### MATERIALS PROVIDED

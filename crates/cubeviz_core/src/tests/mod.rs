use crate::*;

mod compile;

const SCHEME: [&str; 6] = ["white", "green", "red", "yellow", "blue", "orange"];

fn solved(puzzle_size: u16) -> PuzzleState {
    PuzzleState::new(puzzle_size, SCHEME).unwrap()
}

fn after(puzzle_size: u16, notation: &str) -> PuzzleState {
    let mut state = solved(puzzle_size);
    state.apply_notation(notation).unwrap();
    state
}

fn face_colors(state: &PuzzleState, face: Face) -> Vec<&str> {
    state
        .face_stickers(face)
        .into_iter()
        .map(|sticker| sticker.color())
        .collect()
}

######
### MATERIALS PROVIDED

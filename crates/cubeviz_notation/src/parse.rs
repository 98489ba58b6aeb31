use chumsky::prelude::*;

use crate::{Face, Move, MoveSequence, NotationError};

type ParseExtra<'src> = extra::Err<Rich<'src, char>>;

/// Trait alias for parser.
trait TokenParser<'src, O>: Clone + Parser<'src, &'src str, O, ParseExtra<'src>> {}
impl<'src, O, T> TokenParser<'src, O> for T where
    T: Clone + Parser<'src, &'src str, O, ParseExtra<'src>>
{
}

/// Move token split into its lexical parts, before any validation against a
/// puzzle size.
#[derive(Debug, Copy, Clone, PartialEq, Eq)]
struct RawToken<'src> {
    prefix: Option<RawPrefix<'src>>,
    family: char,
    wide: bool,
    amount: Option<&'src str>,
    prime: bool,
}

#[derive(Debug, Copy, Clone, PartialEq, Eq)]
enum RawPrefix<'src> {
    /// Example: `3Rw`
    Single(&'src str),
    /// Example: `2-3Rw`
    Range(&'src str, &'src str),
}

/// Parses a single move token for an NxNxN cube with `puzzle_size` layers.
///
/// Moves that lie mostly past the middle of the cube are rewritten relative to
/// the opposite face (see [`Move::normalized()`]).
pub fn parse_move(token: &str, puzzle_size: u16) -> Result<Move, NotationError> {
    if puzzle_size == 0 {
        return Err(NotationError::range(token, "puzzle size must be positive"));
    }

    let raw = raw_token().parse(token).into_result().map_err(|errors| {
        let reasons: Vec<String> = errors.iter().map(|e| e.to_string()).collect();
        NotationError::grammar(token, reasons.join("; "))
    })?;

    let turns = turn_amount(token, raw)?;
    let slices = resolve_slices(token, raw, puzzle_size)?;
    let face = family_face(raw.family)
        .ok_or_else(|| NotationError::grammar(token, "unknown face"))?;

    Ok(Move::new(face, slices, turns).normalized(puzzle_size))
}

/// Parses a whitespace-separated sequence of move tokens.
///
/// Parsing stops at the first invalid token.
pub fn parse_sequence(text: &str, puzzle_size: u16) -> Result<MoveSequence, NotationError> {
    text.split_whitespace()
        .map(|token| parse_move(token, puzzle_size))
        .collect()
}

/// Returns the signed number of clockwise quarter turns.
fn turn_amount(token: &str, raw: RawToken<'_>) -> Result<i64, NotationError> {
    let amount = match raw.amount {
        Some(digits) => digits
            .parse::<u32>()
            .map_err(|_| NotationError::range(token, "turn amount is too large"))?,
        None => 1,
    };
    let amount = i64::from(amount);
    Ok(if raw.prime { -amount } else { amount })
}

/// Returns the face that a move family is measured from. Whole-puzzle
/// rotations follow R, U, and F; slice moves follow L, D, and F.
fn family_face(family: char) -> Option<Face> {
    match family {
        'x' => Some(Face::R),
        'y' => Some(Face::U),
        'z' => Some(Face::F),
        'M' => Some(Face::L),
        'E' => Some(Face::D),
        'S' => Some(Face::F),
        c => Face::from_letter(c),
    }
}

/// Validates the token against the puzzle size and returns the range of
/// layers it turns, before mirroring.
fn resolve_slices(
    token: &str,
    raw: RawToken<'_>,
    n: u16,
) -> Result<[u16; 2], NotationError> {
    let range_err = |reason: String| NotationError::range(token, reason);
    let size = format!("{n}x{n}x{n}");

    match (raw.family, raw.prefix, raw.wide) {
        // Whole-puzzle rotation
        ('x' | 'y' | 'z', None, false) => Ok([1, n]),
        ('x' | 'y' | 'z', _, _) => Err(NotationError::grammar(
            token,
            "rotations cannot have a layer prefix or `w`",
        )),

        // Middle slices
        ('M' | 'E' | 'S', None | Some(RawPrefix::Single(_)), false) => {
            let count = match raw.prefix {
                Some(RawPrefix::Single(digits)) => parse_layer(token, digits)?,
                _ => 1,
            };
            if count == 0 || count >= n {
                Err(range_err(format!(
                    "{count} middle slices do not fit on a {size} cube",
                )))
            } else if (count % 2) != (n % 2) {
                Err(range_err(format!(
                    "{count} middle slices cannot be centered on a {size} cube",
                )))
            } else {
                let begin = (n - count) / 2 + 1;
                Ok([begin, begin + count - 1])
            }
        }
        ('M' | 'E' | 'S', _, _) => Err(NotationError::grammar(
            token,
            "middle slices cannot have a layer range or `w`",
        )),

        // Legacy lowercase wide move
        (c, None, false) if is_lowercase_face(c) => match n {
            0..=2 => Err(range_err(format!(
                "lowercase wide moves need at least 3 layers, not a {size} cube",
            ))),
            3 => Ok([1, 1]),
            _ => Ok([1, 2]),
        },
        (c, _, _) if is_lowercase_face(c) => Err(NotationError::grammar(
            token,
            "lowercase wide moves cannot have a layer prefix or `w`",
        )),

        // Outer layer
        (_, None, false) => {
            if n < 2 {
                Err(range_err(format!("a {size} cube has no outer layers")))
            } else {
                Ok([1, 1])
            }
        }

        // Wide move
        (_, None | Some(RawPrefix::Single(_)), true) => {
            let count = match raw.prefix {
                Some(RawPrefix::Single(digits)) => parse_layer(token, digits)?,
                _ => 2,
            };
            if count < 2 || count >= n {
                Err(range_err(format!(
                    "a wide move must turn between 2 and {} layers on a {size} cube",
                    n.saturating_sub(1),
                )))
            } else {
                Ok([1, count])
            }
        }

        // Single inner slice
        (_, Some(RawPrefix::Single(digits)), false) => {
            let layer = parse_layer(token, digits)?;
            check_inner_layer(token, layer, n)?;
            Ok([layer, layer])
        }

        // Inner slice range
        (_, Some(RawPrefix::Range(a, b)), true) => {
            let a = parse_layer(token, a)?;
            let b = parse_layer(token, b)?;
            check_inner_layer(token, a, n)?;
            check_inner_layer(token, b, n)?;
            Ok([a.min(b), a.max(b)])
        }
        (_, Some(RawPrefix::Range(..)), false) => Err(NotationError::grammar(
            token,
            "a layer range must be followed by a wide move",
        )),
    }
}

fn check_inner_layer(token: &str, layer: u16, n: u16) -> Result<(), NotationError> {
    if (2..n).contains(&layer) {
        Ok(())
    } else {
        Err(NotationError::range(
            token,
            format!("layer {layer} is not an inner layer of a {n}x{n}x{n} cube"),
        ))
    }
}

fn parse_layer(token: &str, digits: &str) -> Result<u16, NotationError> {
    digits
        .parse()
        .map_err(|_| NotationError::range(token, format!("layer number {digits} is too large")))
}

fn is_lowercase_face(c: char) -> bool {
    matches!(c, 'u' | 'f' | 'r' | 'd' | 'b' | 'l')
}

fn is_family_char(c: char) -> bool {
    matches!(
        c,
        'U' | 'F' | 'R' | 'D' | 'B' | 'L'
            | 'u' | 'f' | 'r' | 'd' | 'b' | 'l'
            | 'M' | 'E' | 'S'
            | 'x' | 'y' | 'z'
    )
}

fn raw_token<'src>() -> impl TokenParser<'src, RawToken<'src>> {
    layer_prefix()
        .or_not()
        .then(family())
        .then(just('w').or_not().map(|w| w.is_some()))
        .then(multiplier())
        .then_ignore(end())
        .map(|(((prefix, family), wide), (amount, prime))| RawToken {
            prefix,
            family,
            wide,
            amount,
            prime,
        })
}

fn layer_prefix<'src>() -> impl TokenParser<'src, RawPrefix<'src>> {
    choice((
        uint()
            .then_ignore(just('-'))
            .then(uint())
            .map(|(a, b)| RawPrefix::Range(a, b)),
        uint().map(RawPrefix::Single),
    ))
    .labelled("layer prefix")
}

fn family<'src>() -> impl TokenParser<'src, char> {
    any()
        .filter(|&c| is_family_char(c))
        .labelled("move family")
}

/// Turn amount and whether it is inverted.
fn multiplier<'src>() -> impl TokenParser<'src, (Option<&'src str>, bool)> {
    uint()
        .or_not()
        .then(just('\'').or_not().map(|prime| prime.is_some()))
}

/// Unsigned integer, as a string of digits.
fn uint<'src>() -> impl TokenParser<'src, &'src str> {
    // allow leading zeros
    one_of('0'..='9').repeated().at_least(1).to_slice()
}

######
### MATERIALS PROVIDED

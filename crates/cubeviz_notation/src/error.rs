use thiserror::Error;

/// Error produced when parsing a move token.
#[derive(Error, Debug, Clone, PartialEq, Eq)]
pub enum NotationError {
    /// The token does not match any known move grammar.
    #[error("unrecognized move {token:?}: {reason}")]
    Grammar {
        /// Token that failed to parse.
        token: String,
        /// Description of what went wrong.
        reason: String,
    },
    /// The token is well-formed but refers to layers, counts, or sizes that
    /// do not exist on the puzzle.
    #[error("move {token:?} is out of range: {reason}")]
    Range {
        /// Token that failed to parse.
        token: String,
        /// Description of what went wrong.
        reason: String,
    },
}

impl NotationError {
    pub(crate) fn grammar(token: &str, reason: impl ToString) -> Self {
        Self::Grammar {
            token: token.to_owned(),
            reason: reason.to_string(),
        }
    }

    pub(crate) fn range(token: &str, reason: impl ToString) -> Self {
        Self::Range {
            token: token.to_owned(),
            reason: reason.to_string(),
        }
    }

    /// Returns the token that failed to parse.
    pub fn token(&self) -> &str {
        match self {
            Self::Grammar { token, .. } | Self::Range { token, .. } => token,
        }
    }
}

######

Each line of the data that includes "enum" should be copied.

**EXERCISE OUTPUT**
enum RawPrefix<'src> {
pub enum NotationError {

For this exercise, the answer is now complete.